Single storey houses in bright colours
Colombia,  Monday walks,  Photographing Public Art,  Street art,  Street photography,  Sunday Stills

A wander through Getsemani

Historically, Getsemani is the area of Cartagena where African slaves lived during colonial times. The Spanish had imported them (after they’d killed off most of the native population) to build their fortifications: the city walls and the Castillo San Felipe de Barajas. Later they were used as servants and on further labour projects, such as road building. They were housed here, outside the city walls, away from the grand homes of the soldiers and merchants who controlled it.

Subsequently the area became home to the city’s artisan workers, including freed slaves. They included carpenters, masons, shipbuilders and blacksmiths. It was one of the latter, Pedro Romero, who led Getsemani’s largely black working class population in a militia group that supported Cartagena’s bid for independence from Spain.  On November 11, 1811 the city council voted in favour of a declaration of independence. This asserted the province of Cartagena to be a free and sovereign state, dissolving all ties between it and the Spanish crown.

Visiting Getsemani

To get here from the old centre, where we were staying, we had to pass through the Parque Centenario. This small park is home to a troop of monkeys and a family of three-toed sloths. We didn’t spot any monkeys on our way through but did spot a sloth. Actually, that wasn’t difficult to find; it’s simply a matter of finding other tourists staring up into a tree! I shared a photo of him (her?!) in one of my postcards from this trip.

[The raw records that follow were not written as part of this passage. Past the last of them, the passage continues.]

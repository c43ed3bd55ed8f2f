//! stream/protocol.rs
//! Drives an incremental engine step until input is consumed and output
//! flushed, growing the destination on demand.
//!
//! Design notes:
//! - The loop owns the buffer and both positions; the step only advances them.
//! - When to stop, retry or grow is the step's call (`next_action`), so encode
//!   and decode share the loop but keep their own completion rules.
//! - The working buffer is dropped on every exit path, errors included.

use log::trace;

use crate::engine::EngineError;
use crate::stream::buffer::GrowBuffer;
use crate::stream::StreamConfig;
use crate::types::{Result, ZstdError};

/// State after one step, handed to [`StreamStep::next_action`].
#[derive(Debug, Clone, Copy, PartialEq, Eq)]
pub struct StepReport {
    /// Engine's remaining-work value (bytes left to flush, or next input hint).
    pub remaining: usize,
    pub src_pos: usize,
    pub src_len: usize,
    pub dst_pos: usize,
    pub capacity: usize,
    /// Whether this step moved either position.
    pub progressed: bool,
}

impl StepReport {
    pub fn input_consumed(&self) -> bool {
        self.src_pos == self.src_len
    }

    pub fn output_full(&self) -> bool {
        self.dst_pos == self.capacity
    }
}

#[derive(Debug, Clone, Copy, PartialEq, Eq)]
pub enum NextAction {
    /// Output is complete for this call.
    Finish,
    /// Call the step again with the same buffer.
    Retry,
    /// Enlarge the buffer to `max(cap * 2, cap + hint)` and call again.
    Grow { hint: usize },
}

pub trait StreamStep {
    /// One engine call over `dst[dst_pos..]` and `src[src_pos..]`.
    fn step(
        &mut self,
        dst: &mut [u8],
        dst_pos: &mut usize,
        src: &[u8],
        src_pos: &mut usize,
    ) -> std::result::Result<usize, EngineError>;

    fn next_action(&self, report: &StepReport) -> NextAction;
}

/// Result of one driven call.
#[derive(Debug, Clone, PartialEq, Eq)]
pub struct StreamOutput {
    pub data: Vec<u8>,
    /// Remaining-work value of the last step.
    pub remaining: usize,
    /// Source bytes the engine accepted.
    pub consumed: usize,
    pub grows: u32,
    pub peak_capacity: usize,
}

pub fn drive<S>(src: &[u8], config: &StreamConfig, step: &mut S) -> Result<StreamOutput>
where
    S: StreamStep + ?Sized,
{
    let mut buf = GrowBuffer::new(config.initial_capacity, config.max_capacity)?;
    let mut src_pos = 0usize;
    let mut dst_pos = 0usize;

    let remaining = loop {
        let (src_before, dst_before) = (src_pos, dst_pos);
        let remaining = step
            .step(buf.as_mut_slice(), &mut dst_pos, src, &mut src_pos)
            .map_err(ZstdError::from_stream)?;

        let report = StepReport {
            remaining,
            src_pos,
            src_len: src.len(),
            dst_pos,
            capacity: buf.capacity(),
            progressed: src_pos != src_before || dst_pos != dst_before,
        };
        let action = step.next_action(&report);
        trace!("stream step: {:?} -> {:?}", report, action);

        match action {
            NextAction::Finish => break remaining,
            NextAction::Retry => {}
            NextAction::Grow { hint } => buf.grow(hint)?,
        }
    };

    let grows = buf.grows();
    let peak_capacity = buf.capacity();
    Ok(StreamOutput {
        data: buf.into_output(dst_pos),
        remaining,
        consumed: src_pos,
        grows,
        peak_capacity,
    })
}

#[cfg(test)]
mod tests {
    use super::*;
    use crate::engine::codes;

    fn pattern(i: usize) -> u8 {
        (i % 251) as u8
    }

    /// Emits `total` bytes of `pattern` at whatever rate the buffer allows,
    /// consuming all input on the first call and reporting what is left.
    struct Spill {
        total: usize,
        written: usize,
        calls: usize,
        fail_at: Option<usize>,
    }

    impl Spill {
        fn new(total: usize) -> Self {
            Self { total, written: 0, calls: 0, fail_at: None }
        }
    }

    impl StreamStep for Spill {
        fn step(
            &mut self,
            dst: &mut [u8],
            dst_pos: &mut usize,
            src: &[u8],
            src_pos: &mut usize,
        ) -> std::result::Result<usize, EngineError> {
            self.calls += 1;
            if self.fail_at == Some(self.calls) {
                return Err(EngineError::from_result(codes::CORRUPTION_DETECTED.wrapping_neg()));
            }
            *src_pos = src.len();
            let room = dst.len() - *dst_pos;
            let n = room.min(self.total - self.written);
            for (i, b) in dst[*dst_pos..*dst_pos + n].iter_mut().enumerate() {
                *b = pattern(self.written + i);
            }
            *dst_pos += n;
            self.written += n;
            Ok(self.total - self.written)
        }

        fn next_action(&self, r: &StepReport) -> NextAction {
            if r.remaining == 0 {
                NextAction::Finish
            } else {
                NextAction::Grow { hint: r.remaining }
            }
        }
    }

    #[test]
    fn large_hint_is_honoured_in_one_growth() {
        let mut s = Spill::new(10_000);
        let out = drive(b"x", &StreamConfig::default(), &mut s).unwrap();
        assert_eq!(out.data.len(), 10_000);
        let expected: Vec<u8> = (0..10_000).map(pattern).collect();
        assert_eq!(out.data, expected);
        // 100 bytes, then cap + 9_900 remaining
        assert_eq!(out.grows, 1);
        assert_eq!(out.peak_capacity, 10_000);
        assert_eq!(s.calls, 2);
        assert_eq!(out.consumed, 1);
    }

    #[test]
    fn small_output_needs_no_growth() {
        let mut s = Spill::new(10);
        let out = drive(b"abc", &StreamConfig::default(), &mut s).unwrap();
        assert_eq!(out.data, (0..10).map(pattern).collect::<Vec<u8>>());
        assert_eq!(out.grows, 0);
        assert_eq!(out.remaining, 0);
    }

    #[test]
    fn repeated_growth_keeps_byte_order() {
        let mut s = Spill::new(5_000);
        let cfg = StreamConfig::new(Some(7), None);
        let mut hintless = HintlessSpill(&mut s);
        let out = drive(b"x", &cfg, &mut hintless).unwrap();
        assert!(out.grows > 5);
        assert_eq!(out.data, (0..5_000).map(pattern).collect::<Vec<u8>>());
    }

    /// `Spill` without the hint: growth only doubles, so the output crosses
    /// many buffer boundaries.
    struct HintlessSpill<'a>(&'a mut Spill);

    impl StreamStep for HintlessSpill<'_> {
        fn step(
            &mut self,
            dst: &mut [u8],
            dst_pos: &mut usize,
            src: &[u8],
            src_pos: &mut usize,
        ) -> std::result::Result<usize, EngineError> {
            self.0.step(dst, dst_pos, src, src_pos)
        }

        fn next_action(&self, r: &StepReport) -> NextAction {
            match self.0.next_action(r) {
                NextAction::Grow { .. } => NextAction::Grow { hint: 0 },
                other => other,
            }
        }
    }

    #[test]
    fn step_error_aborts_with_classified_error() {
        let mut s = Spill::new(10_000);
        s.fail_at = Some(2);
        let err = drive(b"x", &StreamConfig::default(), &mut s).unwrap_err();
        assert!(matches!(err, ZstdError::CorruptData(_)));
    }

    #[test]
    fn ceiling_turns_growth_into_out_of_memory() {
        let mut s = Spill::new(10_000);
        let cfg = StreamConfig::new(None, Some(1_000));
        assert_eq!(drive(b"x", &cfg, &mut s).unwrap_err(), ZstdError::OutOfMemory);
    }

    struct Trickle {
        left: usize,
    }

    impl StreamStep for Trickle {
        fn step(
            &mut self,
            dst: &mut [u8],
            dst_pos: &mut usize,
            _src: &[u8],
            _src_pos: &mut usize,
        ) -> std::result::Result<usize, EngineError> {
            if self.left > 0 && *dst_pos < dst.len() {
                dst[*dst_pos] = 1;
                *dst_pos += 1;
                self.left -= 1;
            }
            Ok(self.left)
        }

        fn next_action(&self, r: &StepReport) -> NextAction {
            match (r.remaining, r.output_full()) {
                (0, _) => NextAction::Finish,
                (_, true) => NextAction::Grow { hint: 0 },
                _ => NextAction::Retry,
            }
        }
    }

    #[test]
    fn retry_keeps_the_buffer() {
        let mut s = Trickle { left: 50 };
        let out = drive(b"", &StreamConfig::default(), &mut s).unwrap();
        assert_eq!(out.data, vec![1u8; 50]);
        assert_eq!(out.grows, 0);
        assert_eq!(out.peak_capacity, 100);
    }
}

For many years this was a no-go area for tourists, a hub of gun violence and crime. Indeed, when we expressed a desire to visit we were warned to be careful by the guide who had taken us on a tour of the fort and old city the previous day. But the warnings are largely out-of-date, as today’s Getsemani is a vibrant arty community welcoming to visitors.

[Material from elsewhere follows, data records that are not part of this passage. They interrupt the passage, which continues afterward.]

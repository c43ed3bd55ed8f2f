//! ffi/options.rs
//! Option arguments: accepted as their names or as engine directive numbers.

use pyo3::prelude::*;

use zstd_handle::types::{EndMode, ResetMode, ZstdError as CoreError};

use crate::ffi::errors::to_py_err;

pub fn end_mode(arg: Option<&Bound<'_, PyAny>>) -> PyResult<EndMode> {
    let Some(arg) = arg else { return Ok(EndMode::default()) };
    if let Ok(name) = arg.extract::<String>() {
        return name.parse().map_err(to_py_err);
    }
    let raw: u8 = arg.extract().map_err(|_| {
        to_py_err(CoreError::InvalidOption { what: "end mode", value: arg.to_string() })
    })?;
    EndMode::verify(raw).map_err(to_py_err)
}

pub fn reset_mode(arg: Option<&Bound<'_, PyAny>>) -> PyResult<ResetMode> {
    let Some(arg) = arg else { return Ok(ResetMode::default()) };
    if let Ok(name) = arg.extract::<String>() {
        return name.parse().map_err(to_py_err);
    }
    let raw: u8 = arg.extract().map_err(|_| {
        to_py_err(CoreError::InvalidOption { what: "reset mode", value: arg.to_string() })
    })?;
    ResetMode::verify(raw).map_err(to_py_err)
}
//! ffi/mod.rs
//! Module registration and the free functions of `rust_zstd`.

use std::fs::OpenOptions;
use std::sync::Once;

use log::{debug, LevelFilter};
use pyo3::exceptions::PyIOError;
use pyo3::prelude::*;
use pyo3::types::PyBytes;

use zstd_handle::{constants, dict as core_dict, frame};

mod cctx;
mod dctx;
mod dict;
mod errors;
mod options;
mod params;
mod stats;

use errors::{data_result, to_py_err, ZstdError};

//==================================================================================
// I. One-shot helpers
//==================================================================================

/// Single frame at `level`; `(None, message)` on engine failure.
#[pyfunction]
#[pyo3(signature = (data, level = constants::DEFAULT_LEVEL))]
fn compress(py: Python<'_>, data: &[u8], level: i32) -> PyResult<PyObject> {
    let result = py.allow_threads(|| frame::compress(data, level));
    data_result(py, result, |v| PyBytes::new_bound(py, &v).into_any().unbind())
}

/// Needs a frame that records its content size.
#[pyfunction]
fn decompress(py: Python<'_>, data: &[u8]) -> PyResult<PyObject> {
    let result = py.allow_threads(|| frame::decompress(data));
    data_result(py, result, |v| PyBytes::new_bound(py, &v).into_any().unbind())
}

#[pyfunction]
fn is_frame(data: &[u8]) -> bool {
    frame::is_frame(data)
}

#[pyfunction]
fn get_frame_content_size(py: Python<'_>, data: &[u8]) -> PyResult<PyObject> {
    data_result(py, frame::get_frame_content_size(data), |n| n.into_py(py))
}

#[pyfunction]
fn min_level() -> i32 {
    frame::min_level()
}

#[pyfunction]
fn max_level() -> i32 {
    frame::max_level()
}

#[pyfunction]
fn train_dictionary(py: Python<'_>, samples: Vec<Vec<u8>>, max_size: usize) -> PyResult<PyObject> {
    let result = py.allow_threads(|| core_dict::train(&samples, max_size));
    match result {
        Ok(v) => Ok(PyBytes::new_bound(py, &v).into_any().unbind()),
        Err(e) => Err(to_py_err(e)),
    }
}

//==================================================================================
// II. Logging
//==================================================================================

static INIT_LOGGER: Once = Once::new();

/// Route the crate's `log` output to stderr, or append it to `log_file`.
/// Only the first call configures the logger.
#[pyfunction]
#[pyo3(signature = (log_file = None))]
fn enable_verbose_logging(log_file: Option<String>) -> PyResult<()> {
    let file = match log_file {
        Some(path) => Some(
            OpenOptions::new()
                .append(true)
                .create(true)
                .open(&path)
                .map_err(|e| PyIOError::new_err(format!("cannot open log file {path}: {e}")))?,
        ),
        None => None,
    };

    INIT_LOGGER.call_once(|| {
        let mut builder = env_logger::Builder::new();
        builder.is_test(false);
        builder.filter_level(LevelFilter::Debug);
        builder.format(|buf, record| {
            use std::io::Write;
            writeln!(buf, "[{}] {}: {}", record.level(), record.target(), record.args())?;
            buf.flush()?;
            Ok(())
        });
        if let Some(file) = file {
            builder.target(env_logger::Target::Pipe(Box::new(file)));
        }
        if let Err(e) = builder.try_init() {
            debug!("verbose logging not installed, a logger is already set: {}", e);
        }
    });
    Ok(())
}

//==================================================================================
// III. Module Definition
//==================================================================================

pub fn register(py: Python<'_>, m: &Bound<'_, PyModule>) -> PyResult<()> {
    m.add("_NAME", constants::MODNAME)?;
    m.add("_VERSION", constants::VERSION)?;
    m.add("ZstdError", py.get_type_bound::<ZstdError>())?;

    m.add_class::<params::PyCompressionParameterSet>()?;
    m.add_class::<dict::PyCompressionDictionary>()?;
    m.add_class::<dict::PyDecompressionDictionary>()?;
    m.add_class::<cctx::PyCompressionContext>()?;
    m.add_class::<dctx::PyDecompressionContext>()?;

    m.add_function(wrap_pyfunction!(compress, m)?)?;
    m.add_function(wrap_pyfunction!(decompress, m)?)?;
    m.add_function(wrap_pyfunction!(is_frame, m)?)?;
    m.add_function(wrap_pyfunction!(get_frame_content_size, m)?)?;
    m.add_function(wrap_pyfunction!(min_level, m)?)?;
    m.add_function(wrap_pyfunction!(max_level, m)?)?;
    m.add_function(wrap_pyfunction!(train_dictionary, m)?)?;
    m.add_function(wrap_pyfunction!(enable_verbose_logging, m)?)?;
    Ok(())
}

Getsemani may lie just outside the Centro Historico but don’t let that fool you. Its streets are just as historic and many of its buildings just as beautiful. They are on the whole, however, smaller. Instead of colonial mansions, here there are more modest single storey houses. And street art; lots of street art!  

Narrow street with brightly coloured umbrellas strung above it
A street in Getsemani

I’d read that Calle de la Sierpe was a particularly good road for street art, so we sought that out and started along it. The first couple of pieces we found were a little rough, but for most of its length there was a lot to admire and photograph. Traditionally the murals here celebrate the people of the quarter, or highlight social issues such as the neighbourhood’s fight against gentrification, racism, and treatment of the indigenous population. Famous figures also appear including Gabriel García Márquez.

We spent a lot of time strolling and taking photos, with the streets gradually getting busier and hotter. Mid-morning we found a great little café with cool décor, nicely air-conditioned and serving excellent coffee. It gave a further lie to the stories of Getsemani as a no-go area for tourists!

Further along Calle de la Sierpe we came to the Plaza de la Trinidad. I was disappointed to find the church locked and too much in the shade for decent photos. But there were plenty of other photo opportunities in the vicinity.

We continued along in the same direction, now called simply Calle 29, still with lots of colour and more street art.

Retracing our steps along Calle de la Sierpe we turned off to explore one of the side streets, Calle San Antonio. There we found an artist at work, displays of paintings, more street art – and a boy with a pet tortoise!

It was getting very hot by now, and also busy, the narrow pavements often blocked with selfie-takers and those searching for the perfect spot for an Instagram pose. It was time, we felt, to leave Getsemani to these newly-arrived visitors.

Parque Centurio

On the way back through the park we spotted another sloth (or maybe the same one in a different tree!) And thanks to some helpful local lads, this time we found some of the monkeys. A group of young English guys were feeding them with bits of mango. I’m not sure how advisable that is, but it did enable me to get some decent photos!

I’m triple-dipping here, linking to three challenges. Terri knows that my answer to ‘I’d rather be …’ will always be ‘… travelling’! And I know Natalie will appreciate the street art here for the Photographing Public Art challenge, while Jo should enjoy the Monday Walk.